I didn't have time to read any of the replies, so I hope I'm not saying anything that was already talked about..... (sorry if so).....
I have wondered what the solution would be if I eventually have those feelings, and I've wondered why some women seem to get "burnt out" more quickly than others. I think a lot of it lies in your hubby (talking generally, not yours specifically) and how often he does things that give you a break (whatever that might be).
So basically, if it isn't depression, I think what it comes down to is....support from the spouse. I do think that support isn't always easily gained (depending on your husband's disposition, habits, upbringing, etc). So what I'm going to say below is basically how things work for us. I consider myself lucky, that my spouse adapted pretty easily to taking care of me when I needed it, emotionally. If it doesn't come easy, it may take some conversations to get there (more on that below).
Anyways, I think it depends on the woman, what helps her feel "free" or better. First of all, my husband has figured out how to tell when I need help.....by seeing if I look/act exhausted and frustrated, or by just listening for me to tell him, "honey, I need ______." I don't use the word "need" lightly, so when I use it, he knows I mean it. About 20% of the time, he'll drop the ball and not help out when I use that word, but then I get upset, and he realizes quickly that he screwed up big time. (yes, it sounds like I have him whipped, but it's moreso that we each try to step up to the plate and help the other person when we know they really need it. I do the same for him, so that is the key to this working).
In terms of what makes me happy and helps me (just as a point of reference): I hate to drive around here, though I do it sometimes. So for me, him going out and getting me whatever fruit smoothie I want from Whole Foods, then whatever chocolate bar I want, then just letting me veg in front of the TV and doing the dishes, is enough to "reset" me. Sometimes it takes a few days though, of him knowing I'm going through a rough time, and him just trying to get more done around the house for me. I don't ever need anything fancy, but just him driving somewhere to grab me whatever treat I want, often helps. But he will normally do this when I need it, be it once a month, or three times a month. I think that knowing I can lean on him, and just get a "free pass" for an hour, really helps.

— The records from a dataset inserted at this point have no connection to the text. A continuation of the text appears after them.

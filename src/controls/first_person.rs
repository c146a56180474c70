use glam::{Vec2, Vec3};
use std::f32::consts::{FRAC_PI_2, TAU};
use std::rc::Rc;

use crate::camera::Camera;
use crate::config::FirstPersonSettings;
use crate::events::{ChangeDispatcher, ListenerId};
use crate::input::{DragMove, InputEvent, InteractionState, KeyNavState, PointerTracker};
use crate::math::Ray;
use crate::scene::{ControlsKind, SceneContext};
use crate::timer::RepeatTimer;

/// Unit look direction for a yaw/pitch pair. Yaw zero faces +Y and grows
/// counterclockwise seen from above; pitch raises toward +Z.
pub fn look_direction(yaw: f32, pitch: f32) -> Vec3 {
    Vec3::new(
        -yaw.sin() * pitch.cos(),
        yaw.cos() * pitch.cos(),
        pitch.sin(),
    )
}

/// Street-level navigation controller. Drags and arrow keys walk a focal
/// target across the ground; walls stop or deflect the walk and the eye
/// height follows the terrain. The camera trails the target.
pub struct FirstPersonControls {
    camera: Camera,
    settings: FirstPersonSettings,
    scene: Option<Rc<SceneContext>>,
    enabled: bool,

    target: Vec3,
    yaw: f32,
    pitch: f32,
    look: Vec3,
    person_height: f32,

    pointer: PointerTracker,
    keys: KeyNavState,
    repeat: RepeatTimer,

    dirty: bool,
    dispatcher: ChangeDispatcher,
}

impl FirstPersonControls {
    /// Wrap a camera. The controller stays inert until `connect`.
    pub fn new(camera: Camera, settings: FirstPersonSettings) -> Self {
        let look = camera.forward();
        let pitch = look.z.clamp(-1.0, 1.0).asin();
        let yaw = (-look.x).atan2(look.y);

        let repeat = RepeatTimer::new(settings.key_repeat_interval);
        let person_height = settings.person_height;

        Self {
            target: camera.look_target,
            camera,
            settings,
            scene: None,
            enabled: false,
            yaw,
            pitch,
            look,
            person_height,
            pointer: PointerTracker::new(),
            keys: KeyNavState::new(),
            repeat,
            dirty: false,
            dispatcher: ChangeDispatcher::new(),
        }
    }

    /// Attach to a scene and start accepting input
    pub fn connect(&mut self, scene: Rc<SceneContext>) {
        self.camera.near = self.settings.near_plane;
        scene.claim_controls(ControlsKind::FirstPerson);
        self.scene = Some(scene);
        self.enabled = true;
        log::debug!("first-person controls connected");
    }

    /// Detach from the scene, dropping all held input state. Safe to call
    /// more than once.
    pub fn disconnect(&mut self) {
        if let Some(scene) = self.scene.take() {
            scene.release_controls(ControlsKind::FirstPerson);
            log::debug!("first-person controls disconnected");
        }
        self.pointer.clear();
        self.keys.clear();
        self.repeat.reset();
        self.enabled = false;
    }

    pub fn enabled(&self) -> bool {
        self.enabled
    }

    pub fn camera(&self) -> &Camera {
        &self.camera
    }

    pub fn target(&self) -> Vec3 {
        self.target
    }

    pub fn yaw(&self) -> f32 {
        self.yaw
    }

    pub fn pitch(&self) -> f32 {
        self.pitch
    }

    pub fn look(&self) -> Vec3 {
        self.look
    }

    pub fn person_height(&self) -> f32 {
        self.person_height
    }

    pub fn interaction_state(&self) -> InteractionState {
        self.pointer.state()
    }

    pub fn on_change(&mut self, listener: impl FnMut() + 'static) -> ListenerId {
        self.dispatcher.on_change(listener)
    }

    pub fn remove_listener(&mut self, id: ListenerId) {
        self.dispatcher.remove(id);
    }

    /// Jump to a pose: stand at `target` looking along `look_dir`. Applies
    /// immediately and notifies listeners.
    pub fn set_view(&mut self, target: Vec3, look_dir: Vec3, person_height: Option<f32>) {
        self.target = target;
        if let Some(height) = person_height {
            self.person_height = height.max(self.settings.min_person_height);
        }

        let look = look_dir.normalize_or_zero();
        self.pitch = look.z.clamp(-1.0, 1.0).asin();
        self.yaw = (-look.x).atan2(look.y);

        self.refresh_camera();
        self.dirty = false;
        self.dispatcher.emit();
    }

    /// Turn by yaw/pitch deltas, pitch clamped to straight up/down
    pub fn tilt_view(&mut self, dyaw: f32, dpitch: f32) {
        self.rotate(dyaw, dpitch);
        self.update();
    }

    /// Walk by a view-relative ground step, stopping at walls and sliding
    /// along them
    pub fn pan_view(&mut self, dx: f32, dy: f32) {
        self.pan(dx, dy);
        self.update();
    }

    /// Feed one normalized input event. Ignored while disconnected.
    pub fn handle_event(&mut self, event: &InputEvent) {
        if !self.enabled {
            return;
        }
        match event {
            InputEvent::PointerDown(e) => self.pointer.pointer_down(*e),
            InputEvent::PointerMove(e) => {
                if let Some(drag) = self.pointer.pointer_move(*e) {
                    self.apply_drag(drag);
                }
            }
            InputEvent::PointerUp(e) => self.pointer.pointer_up(*e),
            // Walking has no zoom
            InputEvent::Scroll(_) => {}
            InputEvent::Key { key, pressed } => self.keys.set(*key, *pressed),
            InputEvent::Blur => {
                self.pointer.clear();
                self.keys.clear();
                self.repeat.reset();
            }
        }
    }

    /// Advance the keyboard repeat by a frame delta
    pub fn tick(&mut self, delta: f32) {
        if !self.enabled {
            return;
        }
        if !self.keys.has_motion() {
            self.repeat.reset();
            return;
        }

        let steps = self.repeat.tick(delta);
        for _ in 0..steps {
            self.apply_key_step();
        }
        if steps > 0 {
            self.update();
        }
    }

    /// Recompute the camera pose and notify listeners, once, if anything
    /// changed since the last update
    pub fn update(&mut self) {
        if !self.dirty {
            return;
        }
        self.refresh_camera();
        self.dirty = false;
        self.dispatcher.emit();
    }

    fn apply_drag(&mut self, drag: DragMove) {
        match drag.state {
            InteractionState::Pan | InteractionState::TouchPan => {
                let speed = self.settings.mouse_pan_speed;
                self.pan(-drag.delta.x * speed, drag.delta.y * speed);
            }
            InteractionState::Rotate | InteractionState::TouchRotate => {
                let viewport = self
                    .scene
                    .as_ref()
                    .map_or(crate::scene::DEFAULT_VIEWPORT_HEIGHT, |s| {
                        s.viewport_height()
                    });
                let scale = TAU * self.settings.mouse_rotate_speed / viewport;
                self.rotate(drag.delta.x * scale, drag.delta.y * scale);
            }
            InteractionState::None => {}
        }
        self.update();
    }

    fn apply_key_step(&mut self) {
        let signals = self.keys.signals();

        let dpitch = if signals.shift {
            signals.up_down * self.settings.key_rotate_step
        } else {
            0.0
        };
        let dyaw = if signals.control {
            0.0
        } else {
            -signals.left_right * self.settings.key_rotate_step
        };
        // Control strafes instead of turning, Shift tilts instead of walking
        let dx = if signals.control {
            signals.left_right * self.settings.key_pan_step * 0.75
        } else {
            0.0
        };
        let dy = if signals.shift {
            0.0
        } else {
            signals.up_down * self.settings.key_pan_step
        };

        self.rotate(dyaw, dpitch);
        self.pan(dx, dy);

        if signals.page != 0.0 {
            let adjusted = (self.person_height
                + self.person_height * signals.page * self.settings.height_step)
                .max(self.settings.min_person_height);
            self.target.z += adjusted - self.person_height;
            self.person_height = adjusted;
            self.dirty = true;
        }
    }

    fn rotate(&mut self, dyaw: f32, dpitch: f32) {
        self.yaw += dyaw;
        self.pitch = (self.pitch + dpitch).clamp(-FRAC_PI_2, FRAC_PI_2);
        self.dirty = true;
    }

    /// Move the target by a view-relative ground step. Collision geometry
    /// stops the move a wall buffer short and deflects the remainder along
    /// the wall; afterwards the target height settles toward the ground
    /// surface plus the person height.
    fn pan(&mut self, dx: f32, dy: f32) {
        let (sin_yaw, cos_yaw) = self.yaw.sin_cos();
        let world = Vec2::new(cos_yaw * dx - sin_yaw * dy, sin_yaw * dx + cos_yaw * dy);

        let step = world.length();
        if step < self.settings.pan_epsilon {
            return;
        }
        let dir = world / step;
        let dir3 = Vec3::new(dir.x, dir.y, 0.0);
        let buffer = self.settings.wall_buffer;

        let blocked = self
            .scene
            .as_ref()
            .and_then(|scene| scene.raycast(&Ray::new(self.target, dir3)))
            .filter(|hit| hit.distance - buffer < step);

        match blocked {
            Some(hit) => {
                // Advance to the wall buffer; negative pushes back out of it
                let allowed = hit.distance - buffer;
                self.target += dir3 * allowed;

                let overstep = step - allowed;
                let tangent =
                    Vec2::new(-hit.normal.y, hit.normal.x).normalize_or_zero();
                let mut slide = tangent.dot(dir) * overstep;
                let mut tangent = Vec3::new(tangent.x, tangent.y, 0.0);
                if slide < 0.0 {
                    slide = -slide;
                    tangent = -tangent;
                }

                if slide > 0.0 {
                    if let Some(scene) = &self.scene {
                        if let Some(side) = scene.raycast(&Ray::new(self.target, tangent)) {
                            // A second wall may shorten the slide, possibly
                            // below zero, which backs out of its buffer
                            slide = slide.min(side.distance - buffer);
                        }
                    }
                    self.target += tangent * slide;
                }
            }
            None => {
                self.target += dir3 * step;
            }
        }

        self.settle_height();
        self.dirty = true;
    }

    /// Blend the target height toward the surface underfoot. Collision
    /// geometry wins over the terrain model; with neither, height is
    /// unconstrained and stays where it is.
    fn settle_height(&mut self) {
        let Some(scene) = &self.scene else {
            return;
        };

        let ground = scene
            .raycast(&Ray::new(self.target, Vec3::NEG_Z))
            .map(|hit| hit.point.z)
            .or_else(|| scene.terrain_height_at(self.target.truncate()));

        if let Some(ground) = ground {
            let smoothing = self.settings.height_smoothing;
            self.target.z = (1.0 - smoothing) * self.target.z
                + smoothing * (ground + self.person_height);
        }
    }

    fn refresh_camera(&mut self) {
        self.look = look_direction(self.yaw, self.pitch);
        self.camera.position = self.target - self.look * self.settings.camera_offset;
        self.camera.look_at(self.target);
    }
}
use crate::input::NavKey;
use std::collections::HashSet;

/// Signed navigation signals derived from the held key set. Axis values are
/// -1, 0 or 1 before the controller applies its own step sizes.
#[derive(Debug, Clone, Copy, PartialEq, Default)]
pub struct NavSignals {
    /// ArrowRight minus ArrowLeft
    pub left_right: f32,
    /// ArrowUp minus ArrowDown
    pub up_down: f32,
    /// PageUp minus PageDown
    pub page: f32,
    pub shift: bool,
    pub control: bool,
}

impl NavSignals {
    pub fn is_zero(&self) -> bool {
        self.left_right == 0.0 && self.up_down == 0.0 && self.page == 0.0
    }
}

/// Currently held navigation keys, polled by the repeat tick
#[derive(Debug, Default)]
pub struct KeyNavState {
    held: HashSet<NavKey>,
}

impl KeyNavState {
    pub fn new() -> Self {
        Self::default()
    }

    pub fn set(&mut self, key: NavKey, pressed: bool) {
        if pressed {
            self.held.insert(key);
        } else {
            self.held.remove(&key);
        }
    }

    pub fn is_down(&self, key: NavKey) -> bool {
        self.held.contains(&key)
    }

    /// Whether any key that produces motion is held. Modifiers alone do not
    /// drive the repeat tick.
    pub fn has_motion(&self) -> bool {
        const MOTION_KEYS: [NavKey; 6] = [
            NavKey::ArrowLeft,
            NavKey::ArrowRight,
            NavKey::ArrowUp,
            NavKey::ArrowDown,
            NavKey::PageUp,
            NavKey::PageDown,
        ];
        MOTION_KEYS.iter().any(|key| self.held.contains(key))
    }

    /// Drop all held keys, e.g. on focus loss or disconnect
    pub fn clear(&mut self) {
        self.held.clear();
    }

    pub fn signals(&self) -> NavSignals {
        let axis = |pos: NavKey, neg: NavKey| -> f32 {
            let mut value = 0.0;
            if self.is_down(pos) {
                value += 1.0;
            }
            if self.is_down(neg) {
                value -= 1.0;
            }
            value
        };

        NavSignals {
            left_right: axis(NavKey::ArrowRight, NavKey::ArrowLeft),
            up_down: axis(NavKey::ArrowUp, NavKey::ArrowDown),
            page: axis(NavKey::PageUp, NavKey::PageDown),
            shift: self.is_down(NavKey::Shift),
            control: self.is_down(NavKey::Control),
        }
    }
}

It means a lot to me to know that if I ever get sick of being a housewife, he is there to prop me up until I'm enjoying myself again. (If you are depressed though, obviously it would take more than that.....you can't really lean on someone else to get through depression; it just doesn't work like that, and it will often make things worse because you then exhaust the people closest to you, in addition to your being "spent"). So back to him being there for me......I just can't imagine this "job" of being a housewife/mother without having your partner's support. I think that is basically the key.
Now, you catch more flies with honey than .....something bitter???? (forget the saying). Anyways, if you think this could just be a lack of support and not depression (but if it is depression, don't bother taking this route...) I would just tell your partner NICELY that you have been feeling really worn down by ......-either not focusing much on yourself/having downtime......or, -by not feeling like you have much support from him (and give practical examples of what he could be doing, like washing dishes every other night, cleaning the coffeemaker, listening more, voicing appreciation more, etc....since "support" is very vague and most people won't know what you want them to do). Basically, you want to come from a place of love and "I want to make this work for us", because adults don't like feeling like their spouse is ordering them around. So just saying, "please start doing X" is often not interpreted well. But basically, I do think it would be good for you to suggest ways that your spouse could be lifting you up. Figure out what you need, then (very respectfully) suggest/ask for it. I find that most rational, kind adults will try to help someone out when they realize it will make life in the home happier and smoother. And this job is too hard to do, without feeling like we are respected and our partners and kids will do things to appreciate Mom! Maybe your spouse could try getting your kids involved too, in special things to do for mom, to make her life/job/sanity better.
Sidenote: Be sure also that he feels HIS needs are being met (you may have to ask him this question). Because it can be pointless to ask someone to meet your needs, if you don't make sure theirs are being met. So if your requests for help aren't working, you may want to ask, "Do you feel I'm meeting your needs? Is there anything I can/should be doing differently?" I know this seems very ironic considering the original post here, but maybe he is acting out because he has "a bone to pick" about something, or is bitter about something, and that's why he isn't puling through and supporting you. So it's good to just be sure that isn't the case, if these "please help me" convos aren't getting you anywhere.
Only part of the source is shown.